Q12. Why did Hana come behind Sadao when he went out of the room quickly?

Answer: Hana did not wish to be left alone with the white man. He was the first she had seen since she left America. He seemed to have nothing to do with those whom she had known there. Here he was her enemy, a menace, living or dead.

Q13. What forced Dr Sadao to be impatient and irritable with his patient?

Answer: Sadao heard Hana vomiting in the garden. The distress and inability to go out to her at once made him impatient and irritable with his patient. He was faced with the dilemma of whether he was doing the right thing in treating the patient who had caused so much inconvenience.

Q14. Write down the reactions of the two servants and Yumi when they were told about the wounded soldier.

Answer: When Dr. Sadao told his servants about the enemy soldier, they were frightened. They thought that the enemy must die. They were reluclant to let the white man first be shot and then caught by the sea and tortured by the rocks. In case Sadao saved him, the rocks would avenge. But the master did not change his decision. They showed their resentment and threatened to leave. Ultimately, they left Dr.
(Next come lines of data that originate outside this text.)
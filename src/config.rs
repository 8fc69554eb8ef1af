//! Configuration file parser for ~/.config/newsync/config.toml.
//!
//! The config file is optional and a missing file yields `Config::default()`.
//! Unknown keys are accepted but logged as warnings, since they are usually typos.
use serde::Deserialize;
use std::path::{Path, PathBuf};
use std::time::Duration;
use thiserror::Error;

use crate::ingest::ExponentialBackoff;
use crate::invalidation::ReceiverConfig;
use crate::query::QueryConfig;

// ============================================================================
// Error Types
// ============================================================================

#[derive(Debug, Error)]
pub enum ConfigError {
    #[error("Failed to read config file: {0}")]
    Io(#[from] std::io::Error),

    #[error("Invalid TOML in config file: {0}")]
    Parse(#[from] toml::de::Error),

    /// Config file exceeds maximum allowed size.
    #[error("Config file too large: {0}")]
    TooLarge(String),

    #[error("Invalid config value: {0}")]
    Invalid(String),
}

// ============================================================================
// Configuration
// ============================================================================

/// Top-level configuration.
///
/// All fields use `#[serde(default)]` so any subset of keys can be specified.
#[derive(Debug, Clone, PartialEq, Deserialize)]
#[serde(default)]
pub struct Config {
    /// Base URL of the news backend.
    pub api_base_url: String,

    /// Articles per page for paginated listings.
    pub page_size: u32,

    /// Seconds before a cached page is considered stale.
    pub stale_time_secs: u64,

    /// Seconds an unused cache entry is kept before it is swept.
    pub gc_time_secs: u64,

    /// Upper bound on cached query keys.
    pub max_cache_entries: usize,

    /// Retries after the first streaming attempt fails.
    pub stream_max_retries: u32,

    /// First retry delay in milliseconds; doubled for every further retry.
    pub stream_backoff_base_ms: u64,

    /// Seconds to wait before reconnecting the updates channel.
    pub reconnect_delay_secs: u64,

    /// Timeout for non-streaming HTTP requests.
    pub request_timeout_secs: u64,

    /// Send like/unlike to the backend. When off, likes stay local.
    pub liked_remote_sync: bool,

    /// Send reading queue changes to the backend.
    pub queue_remote_sync: bool,

    /// Let streaming fetches start from the backend's article cache.
    pub use_cache: bool,
}

impl Default for Config {
    fn default() -> Self {
        Self {
            api_base_url: "http://localhost:8000".to_string(),
            page_size: 50,
            stale_time_secs: 30,
            gc_time_secs: 300,
            max_cache_entries: 64,
            stream_max_retries: 3,
            stream_backoff_base_ms: 2000,
            reconnect_delay_secs: 5,
            request_timeout_secs: 30,
            liked_remote_sync: true,
            queue_remote_sync: true,
            use_cache: true,
        }
    }
}

impl Config {
    /// Maximum config file size (1 MB).
    const MAX_FILE_SIZE: u64 = 1_048_576;

    const KNOWN_KEYS: [&'static str; 12] = [
        "api_base_url",
        "page_size",
        "stale_time_secs",
        "gc_time_secs",
        "max_cache_entries",
        "stream_max_retries",
        "stream_backoff_base_ms",
        "reconnect_delay_secs",
        "request_timeout_secs",
        "liked_remote_sync",
        "queue_remote_sync",
        "use_cache",
    ];

    /// Default location: `$XDG_CONFIG_HOME/newsync/config.toml`, falling back to
    /// `~/.config/newsync/config.toml`.
    pub fn default_path() -> Option<PathBuf> {
        let base = std::env::var_os("XDG_CONFIG_HOME")
            .filter(|v| !v.is_empty())
            .map(PathBuf::from)
            .or_else(|| std::env::var_os("HOME").map(|home| PathBuf::from(home).join(".config")))?;
        Some(base.join("newsync").join("config.toml"))
    }

    /// Load configuration from a TOML file.
    ///
    /// - Missing or empty file → `Ok(Config::default())`
    /// - Invalid TOML → `Err(ConfigError::Parse)` with line number info
    /// - Zero page size or cache size → `Err(ConfigError::Invalid)`
    pub fn load(path: &Path) -> Result<Self, ConfigError> {
        match std::fs::metadata(path) {
            Ok(meta) if meta.len() > Self::MAX_FILE_SIZE => {
                return Err(ConfigError::TooLarge(format!(
                    "Config file is {} bytes (max {} bytes)",
                    meta.len(),
                    Self::MAX_FILE_SIZE
                )));
            }
            Err(e) if e.kind() == std::io::ErrorKind::NotFound => {
                tracing::debug!(path = %path.display(), "No config file found, using defaults");
                return Ok(Self::default());
            }
            Err(e) => return Err(ConfigError::Io(e)),
            Ok(_) => {}
        }

        let content = match std::fs::read_to_string(path) {
            Ok(c) => c,
            Err(e) if e.kind() == std::io::ErrorKind::NotFound => {
                // Deleted between metadata and read
                tracing::debug!(path = %path.display(), "Config file disappeared, using defaults");
                return Ok(Self::default());
            }
            Err(e) => return Err(ConfigError::Io(e)),
        };

        Self::parse(&content).inspect(|config| {
            tracing::info!(
                path = %path.display(),
                api_base_url = %config.api_base_url,
                "Loaded configuration"
            );
        })
    }

    /// Parse configuration from TOML text.
    pub fn parse(content: &str) -> Result<Self, ConfigError> {
        if content.trim().is_empty() {
            return Ok(Self::default());
        }

        if let Ok(raw) = content.parse::<toml::Table>() {
            for key in raw.keys() {
                if !Self::KNOWN_KEYS.contains(&key.as_str()) {
                    tracing::warn!(key = %key, "Unknown key in config file, ignoring");
                }
            }
        }

        let config: Config = toml::from_str(content)?;
        config.validate()?;
        Ok(config)
    }

    fn validate(&self) -> Result<(), ConfigError> {
        if self.page_size == 0 {
            return Err(ConfigError::Invalid("page_size must be at least 1".into()));
        }
        if self.max_cache_entries == 0 {
            return Err(ConfigError::Invalid(
                "max_cache_entries must be at least 1".into(),
            ));
        }
        Ok(())
    }

    pub fn query_config(&self) -> QueryConfig {
        QueryConfig {
            stale_time: Duration::from_secs(self.stale_time_secs),
            gc_time: Duration::from_secs(self.gc_time_secs),
            max_entries: self.max_cache_entries,
        }
    }

    pub fn backoff(&self) -> ExponentialBackoff {
        ExponentialBackoff::new(
            Duration::from_millis(self.stream_backoff_base_ms),
            self.stream_max_retries,
        )
    }

    pub fn receiver_config(&self) -> ReceiverConfig {
        ReceiverConfig {
            reconnect_delay: Duration::from_secs(self.reconnect_delay_secs),
        }
    }

    pub fn request_timeout(&self) -> Duration {
        Duration::from_secs(self.request_timeout_secs)
    }
}

// ============================================================================
// Tests
// ============================================================================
Sadao’s house.

Q15. What solution did Hana offer to resolve Sadao’s predicament?

Answer: Hana found that neither of them could throw the white man back into the sea. There was only one thing to do. They must carry the man into their house. They must tell the servants that they intended to hand him over to the police. She reminded her husband of his position and children. It would endanger all of them if they did not give that man over as a prisoner of war.


Q16. Why did Hana wash the wounded soldier herself?

Answer: Hana, wife of Dr Sadao, washed the wounds of the American prisoner of war herself because the domestic servants refused to do it as he was from an enemy country. They all left the doctor’s house.

Q17. In what condition was the American soldier, when he was brought to the coast by the sea waves?

Answer: The American soldier was wounded. He was very weak and pale. He had a wound of a gun and had the bullet stuck in his wound. His face looked tortured and his back was stained with blood flowing from the wound. The wound was black and was also stuck by the rocks. He was almost at the verge of death if Sadao had not saved him.

Q18. How can you say that Sadao’s head and hands worked in different directions?

Answer: Sadao’s head told him to put the man back into the sea as he was an American soldier-an enemy of Japan. His trained hands seemed, of their own will, to be doing what they could to stanch the fearful bleeding. He packed the wound with the sea-moss that strewed the beach. The bleeding was stopped for the moment.

Q19. Why did the messenger come to Dr Sadao? What did Hana think about it?

Answer: Dr Sadao had been summoned to the palace to treat the ailing General. This relieved Hana, since she expected it to be a punishment for helping and providing refuge to an enemy. As the General was ill, he could require an operation any moment. Hana got very anxious to think about the consequences her family might have to face for harbouring an enemy soldier. When an official in uniform knocked her door, she thought that he might have come to apprehend her husband.